Stored data
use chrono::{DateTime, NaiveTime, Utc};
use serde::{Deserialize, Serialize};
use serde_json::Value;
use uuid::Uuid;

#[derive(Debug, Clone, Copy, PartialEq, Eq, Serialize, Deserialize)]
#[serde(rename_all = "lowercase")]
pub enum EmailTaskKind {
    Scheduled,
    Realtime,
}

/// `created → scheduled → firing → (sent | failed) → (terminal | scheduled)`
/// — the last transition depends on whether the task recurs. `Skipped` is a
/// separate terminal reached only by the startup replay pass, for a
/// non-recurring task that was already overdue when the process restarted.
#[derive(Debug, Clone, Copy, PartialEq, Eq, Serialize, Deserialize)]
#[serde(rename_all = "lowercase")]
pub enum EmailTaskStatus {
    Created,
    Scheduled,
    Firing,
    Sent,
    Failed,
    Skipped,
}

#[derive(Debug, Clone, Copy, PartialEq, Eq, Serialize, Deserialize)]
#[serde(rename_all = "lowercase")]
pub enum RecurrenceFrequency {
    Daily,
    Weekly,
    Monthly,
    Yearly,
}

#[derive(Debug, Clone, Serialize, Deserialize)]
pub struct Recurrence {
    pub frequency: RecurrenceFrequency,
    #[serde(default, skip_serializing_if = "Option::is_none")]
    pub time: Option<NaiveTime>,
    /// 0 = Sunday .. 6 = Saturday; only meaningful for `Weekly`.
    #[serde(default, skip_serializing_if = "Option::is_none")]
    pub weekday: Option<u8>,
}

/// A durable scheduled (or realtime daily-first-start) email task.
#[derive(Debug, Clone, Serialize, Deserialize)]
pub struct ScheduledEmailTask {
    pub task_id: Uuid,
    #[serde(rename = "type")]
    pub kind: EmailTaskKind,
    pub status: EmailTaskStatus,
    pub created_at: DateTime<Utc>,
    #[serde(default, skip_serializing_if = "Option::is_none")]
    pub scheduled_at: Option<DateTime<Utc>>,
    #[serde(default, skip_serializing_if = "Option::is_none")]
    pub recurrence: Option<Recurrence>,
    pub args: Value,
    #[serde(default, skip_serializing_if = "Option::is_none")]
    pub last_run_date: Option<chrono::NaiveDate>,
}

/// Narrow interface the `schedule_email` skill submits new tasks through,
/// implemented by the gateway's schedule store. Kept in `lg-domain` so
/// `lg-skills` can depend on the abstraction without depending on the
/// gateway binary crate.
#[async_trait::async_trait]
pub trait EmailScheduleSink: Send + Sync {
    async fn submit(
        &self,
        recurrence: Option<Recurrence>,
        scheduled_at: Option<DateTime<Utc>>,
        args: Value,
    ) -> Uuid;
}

> [TO DO]: The answer should be only the number of lines in the data that include "EmailTaskKind".

> [ANSWER BOX]: 2